▸ **HOW TO COMPLETE THIS TASK**:
Starting at the top of the entries, restate word for word each line up to and including the one with "use crate::api::endpoints;".

=====

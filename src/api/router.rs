//! API router.
//!
//! Returns a composable `Router` that can be mounted on any axum server.
//! Routes are nested under `/api/`.
//!
//! NOTE: Path params use `:param` syntax (matchit 0.7 / axum 0.7).

use axum::routing::get;
use axum::Router;
use tower_http::cors::CorsLayer;

use crate::api::endpoints;
use crate::api::types::ApiContext;

/// Build the API router.
pub fn api_router(ctx: ApiContext) -> Router {
    let api = Router::new()
        .route("/health", get(endpoints::health::check))
        .route(
            "/doctors",
            get(endpoints::doctors::list).post(endpoints::doctors::create),
        )
        .route(
            "/doctors/:id",
            get(endpoints::doctors::detail)
                .put(endpoints::doctors::update)
                .delete(endpoints::doctors::remove),
        )
        .route(
            "/appointments",
            get(endpoints::appointments::list).post(endpoints::appointments::create),
        )
        .route(
            "/appointments/:id",
            get(endpoints::appointments::detail)
                .put(endpoints::appointments::update)
                .delete(endpoints::appointments::remove),
        )
        .route(
            "/medications",
            get(endpoints::medications::list).post(endpoints::medications::create),
        )
        .route(
            "/medications/:id",
            get(endpoints::medications::detail)
                .put(endpoints::medications::update)
                .delete(endpoints::medications::remove),
        )
        .route(
            "/status",
            get(endpoints::status::list).post(endpoints::status::create),
        )
        .route(
            "/status/:id",
            get(endpoints::status::detail)
                .put(endpoints::status::update)
                .delete(endpoints::status::remove),
        )
        .route(
            "/documents",
            get(endpoints::documents::list).post(endpoints::documents::create),
        )
        .route(
            "/documents/:id",
            get(endpoints::documents::detail)
                .put(endpoints::documents::update)
                .delete(endpoints::documents::remove),
        )
        .route("/timeline", get(endpoints::timeline::feed))
        .with_state(ctx);

    // The UI is served from another local origin during development.
    Router::new().nest("/api", api).layer(CorsLayer::permissive())
}

// ── Tests ──────────────────────────────────────────────────────────────────
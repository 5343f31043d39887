//! Appointment endpoints.
//!
//! - `GET /api/appointments` — list, newest first; `?doctorId=` narrows
//! - `POST /api/appointments` — create an appointment
//! - `GET /api/appointments/:id` — single appointment
//! - `PUT /api/appointments/:id` — update an appointment
//! - `DELETE /api/appointments/:id` — delete an appointment

use axum::extract::{Path, Query, State};
use axum::http::StatusCode;
use axum::Json;
use chrono::{NaiveDate, Utc};
use serde::Deserialize;
use uuid::Uuid;

use crate::api::error::ApiError;
use crate::api::types::ApiContext;
use crate::db::repository;
use crate::models::Appointment;

#[derive(Debug, Deserialize)]
#[serde(rename_all = "camelCase")]
pub struct AppointmentInput {
    pub date: NaiveDate,
    pub time: Option<String>,
    pub doctor_id: Uuid,
    #[serde(rename = "type")]
    pub appointment_type: String,
    pub reason: String,
    pub findings: Option<String>,
    pub diagnosis: Option<String>,
    #[serde(default)]
    pub recommendations: Vec<String>,
    pub notes: Option<String>,
    pub follow_up_date: Option<NaiveDate>,
    #[serde(default)]
    pub document_ids: Vec<Uuid>,
}

#[derive(Debug, Deserialize)]
#[serde(rename_all = "camelCase")]
pub struct ListQuery {
    pub doctor_id: Option<Uuid>,
}

pub async fn list(
    State(ctx): State<ApiContext>,
    Query(query): Query<ListQuery>,
) -> Result<Json<Vec<Appointment>>, ApiError> {
    let conn = ctx.open_db()?;
    let appointments = match query.doctor_id {
        Some(doctor_id) => repository::get_appointments_for_doctor(&conn, &doctor_id)?,
        None => repository::get_all_appointments(&conn)?,
    };
    Ok(Json(appointments))
}

pub async fn create(
    State(ctx): State<ApiContext>,
    Json(input): Json<AppointmentInput>,
) -> Result<(StatusCode, Json<Appointment>), ApiError> {
    let conn = ctx.open_db()?;
    let now = Utc::now().naive_utc();
    let apt = Appointment {
        id: Uuid::new_v4(),
        date: input.date,
        time: input.time,
        doctor_id: input.doctor_id,
        appointment_type: input.appointment_type,
        reason: input.reason,
        findings: input.findings,
        diagnosis: input.diagnosis,
        recommendations: input.recommendations,
        notes: input.notes,
        follow_up_date: input.follow_up_date,
        document_ids: input.document_ids,
        created_at: now,
        updated_at: now,
    };
    repository::insert_appointment(&conn, &apt)?;
    Ok((StatusCode::CREATED, Json(apt)))
}

pub async fn detail(
    State(ctx): State<ApiContext>,
    Path(id): Path<Uuid>,
) -> Result<Json<Appointment>, ApiError> {
    let conn = ctx.open_db()?;
    repository::get_appointment(&conn, &id)?
        .map(Json)
        .ok_or_else(|| ApiError::NotFound("Appointment not found".into()))
}

pub async fn update(
    State(ctx): State<ApiContext>,
    Path(id): Path<Uuid>,
    Json(input): Json<AppointmentInput>,
) -> Result<Json<Appointment>, ApiError> {
    let conn = ctx.open_db()?;
    let existing = repository::get_appointment(&conn, &id)?
        .ok_or_else(|| ApiError::NotFound("Appointment not found".into()))?;

    let apt = Appointment {
        id,
        date: input.date,
        time: input.time,
        doctor_id: input.doctor_id,
        appointment_type: input.appointment_type,
        reason: input.reason,
        findings: input.findings,
        diagnosis: input.diagnosis,
        recommendations: input.recommendations,
        notes: input.notes,
        follow_up_date: input.follow_up_date,
        document_ids: input.document_ids,
        created_at: existing.created_at,
        updated_at: Utc::now().naive_utc(),
    };
    repository::update_appointment(&conn, &apt)?;
    Ok(Json(apt))
}

pub async fn remove(
    State(ctx): State<ApiContext>,
    Path(id): Path<Uuid>,
) -> Result<StatusCode, ApiError> {
    let conn = ctx.open_db()?;
    repository::delete_appointment(&conn, &id)?;
    Ok(StatusCode::NO_CONTENT)
}
//! HTTP server — binds the API router on a local address.

use std::io;
use std::net::SocketAddr;

use tokio::net::TcpListener;

use crate::api::router::api_router;
use crate::api::types::ApiContext;

/// Bind `addr` and serve the API until the process exits.
pub async fn serve(ctx: ApiContext, addr: SocketAddr) -> io::Result<()> {
    let listener = TcpListener::bind(addr).await?;
    tracing::info!("API listening on {}", listener.local_addr()?);
    axum::serve(listener, api_router(ctx)).await
}
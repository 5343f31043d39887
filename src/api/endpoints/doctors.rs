//! Doctor endpoints.
//!
//! - `GET /api/doctors` — list all doctors
//! - `POST /api/doctors` — create a doctor
//! - `GET /api/doctors/:id` — single doctor
//! - `PUT /api/doctors/:id` — update a doctor
//! - `DELETE /api/doctors/:id` — delete a doctor

use axum::extract::{Path, State};
use axum::http::StatusCode;
use axum::Json;
use chrono::{NaiveDate, Utc};
use serde::Deserialize;
use uuid::Uuid;

use crate::api::error::ApiError;
use crate::api::types::ApiContext;
use crate::db::repository;
use crate::models::Doctor;

use super::default_true;

#[derive(Debug, Deserialize)]
#[serde(rename_all = "camelCase")]
pub struct DoctorInput {
    pub name: String,
    pub specialty: String,
    pub clinic: Option<String>,
    pub address: Option<String>,
    pub phone: Option<String>,
    pub email: Option<String>,
    pub notes: Option<String>,
    pub first_visit: Option<NaiveDate>,
    #[serde(default = "default_true")]
    pub is_active: bool,
}

pub async fn list(State(ctx): State<ApiContext>) -> Result<Json<Vec<Doctor>>, ApiError> {
    let conn = ctx.open_db()?;
    let doctors = repository::get_all_doctors(&conn)?;
    Ok(Json(doctors))
}

pub async fn create(
    State(ctx): State<ApiContext>,
    Json(input): Json<DoctorInput>,
) -> Result<(StatusCode, Json<Doctor>), ApiError> {
    let conn = ctx.open_db()?;
    let now = Utc::now().naive_utc();
    let doctor = Doctor {
        id: Uuid::new_v4(),
        name: input.name,
        specialty: input.specialty,
        clinic: input.clinic,
        address: input.address,
        phone: input.phone,
        email: input.email,
        notes: input.notes,
        first_visit: input.first_visit,
        is_active: input.is_active,
        created_at: now,
        updated_at: now,
    };
    repository::insert_doctor(&conn, &doctor)?;
    Ok((StatusCode::CREATED, Json(doctor)))
}

pub async fn detail(
    State(ctx): State<ApiContext>,
    Path(id): Path<Uuid>,
) -> Result<Json<Doctor>, ApiError> {
    let conn = ctx.open_db()?;
    repository::get_doctor(&conn, &id)?
        .map(Json)
        .ok_or_else(|| ApiError::NotFound("Doctor not found".into()))
}

pub async fn update(
    State(ctx): State<ApiContext>,
    Path(id): Path<Uuid>,
    Json(input): Json<DoctorInput>,
) -> Result<Json<Doctor>, ApiError> {
    let conn = ctx.open_db()?;
    let existing = repository::get_doctor(&conn, &id)?
        .ok_or_else(|| ApiError::NotFound("Doctor not found".into()))?;

    let doctor = Doctor {
        id,
        name: input.name,
        specialty: input.specialty,
        clinic: input.clinic,
        address: input.address,
        phone: input.phone,
        email: input.email,
        notes: input.notes,
        first_visit: input.first_visit,
        is_active: input.is_active,
        created_at: existing.created_at,
        updated_at: Utc::now().naive_utc(),
    };
    repository::update_doctor(&conn, &doctor)?;
    Ok(Json(doctor))
}

pub async fn remove(
    State(ctx): State<ApiContext>,
    Path(id): Path<Uuid>,
) -> Result<StatusCode, ApiError> {
    let conn = ctx.open_db()?;
    repository::delete_doctor(&conn, &id)?;
    Ok(StatusCode::NO_CONTENT)
}
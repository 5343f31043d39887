use std::path::PathBuf;

/// Application-level constants
pub const APP_NAME: &str = "Carelog";
pub const APP_VERSION: &str = env!("CARGO_PKG_VERSION");

/// Default address the HTTP API binds to. Loopback only — Carelog is a
/// single-user application and the API is consumed by the local UI.
pub const DEFAULT_BIND_ADDR: &str = "127.0.0.1:8787";

/// Get the application data directory
/// ~/Carelog/ on all platforms (user-visible, per design requirement)
pub fn app_data_dir() -> PathBuf {
    let home = dirs::home_dir().expect("Cannot determine home directory");
    home.join("Carelog")
}

/// Path of the record database inside the data directory
pub fn database_path() -> PathBuf {
    app_data_dir().join("carelog.db")
}

/// Default tracing filter when RUST_LOG is not set
pub fn default_log_filter() -> String {
    format!("{}=debug,info", env!("CARGO_PKG_NAME"))
}
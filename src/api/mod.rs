//! HTTP API — JSON endpoints over the record store and the timeline.
//!
//! Routes are nested under `/api/`. The router is composable —
//! `api_router()` returns a `Router` that can be mounted on any axum
//! server instance.

pub mod endpoints;
pub mod error;
pub mod router;
pub mod server;
pub mod types;

pub use router::api_router;
pub use server::serve;
pub use types::ApiContext;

=====

▸ **REPLY TO THE TASK**:
filename src/api/router.rs
//! API router.
//!
//! Returns a composable `Router` that can be mounted on any axum server.
//! Routes are nested under `/api/`.
//!
//! NOTE: Path params use `:param` syntax (matchit 0.7 / axum 0.7).

use axum::routing::get;
use axum::Router;
use tower_http::cors::CorsLayer;

use crate::api::endpoints;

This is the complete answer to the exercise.